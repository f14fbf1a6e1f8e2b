//! Record codecs.
//!
//! Format-specific readers and writers plug into the file windows through two
//! traits: [`RecordParser`] decodes records from a byte stream and
//! [`RecordFormatter`] encodes them. Two reference codecs ship with the crate:
//! delimited text lines and the engine's own length-prefixed binary framing.

pub mod binary;
pub mod delimited;

pub use binary::{BinaryFormatter, BinaryParser};
pub use delimited::{DelimitedFormatter, DelimitedParser};

use crate::error::Result;
use crate::io::policy::FaultPolicy;
use crate::record::Record;
use std::io::Read;

/// Decodes records from one source at a time.
#[cfg_attr(test, mockall::automock)]
pub trait RecordParser: Send {
    /// Start reading a new source, replacing any previous one.
    fn open(&mut self, input: Box<dyn Read + Send>, source_name: &str) -> Result<()>;

    /// Decode the next record into `record`. `Ok(false)` at end of source.
    ///
    /// A `Malformed` error leaves the parser positioned after the offending
    /// record, so the caller may continue with the next one.
    fn next_record(&mut self, record: &mut Record) -> Result<bool>;

    /// Skip up to `count` records; returns how many were skipped.
    fn skip(&mut self, count: u64) -> Result<u64>;

    /// How malformed input is handled inside the parser. Under
    /// [`FaultPolicy::Lenient`] unparsable fields take their defaults.
    fn set_policy(&mut self, policy: FaultPolicy);

    /// Release the current source.
    fn close(&mut self) -> Result<()>;
}

/// Encodes records for one target at a time.
pub trait RecordFormatter: Send {
    /// Bytes written at the start of every physical target.
    fn header(&mut self, _out: &mut Vec<u8>) -> Result<()> {
        Ok(())
    }

    /// Append the encoding of one record.
    fn format(&mut self, record: &Record, out: &mut Vec<u8>) -> Result<()>;

    /// Bytes written at the end of every physical target.
    fn footer(&mut self, _out: &mut Vec<u8>) -> Result<()> {
        Ok(())
    }
}
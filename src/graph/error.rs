//! Graph construction errors.

use crate::graph::id::NodeId;
use thiserror::Error;

/// Errors raised while assembling a graph.
#[derive(Error, Debug)]
pub enum GraphError {
    #[error("Unknown node {0:?}")]
    UnknownNode(NodeId),

    #[error("Invalid edge: {0}")]
    InvalidEdge(String),

    #[error("Cycle detected in graph: only {scheduled} of {total} nodes can be ordered")]
    CycleDetected { scheduled: usize, total: usize },

    #[error("Port mismatch on node '{node}': {message}")]
    PortMismatch { node: String, message: String },

    #[error("Edge from phase {from} to earlier phase {to}")]
    PhaseOrder { from: u32, to: u32 },
}

pub type GraphResult<T> = std::result::Result<T, GraphError>;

....................

## EXERCISE DESCRIPTION:
Starting with the line above that holds "end of source." and stopping with the line that holds "fn next_record(&mut self, record: &mut", reproduce each line exactly, omitting all other lines.

## EXPECTED OUTPUT:
    /// Decode the next record into `record`. `Ok(false)` at end of source.
    ///
    /// A `Malformed` error leaves the parser positioned after the offending
    /// record, so the caller may continue with the next one.
    fn next_record(&mut self, record: &mut Record) -> Result<bool>;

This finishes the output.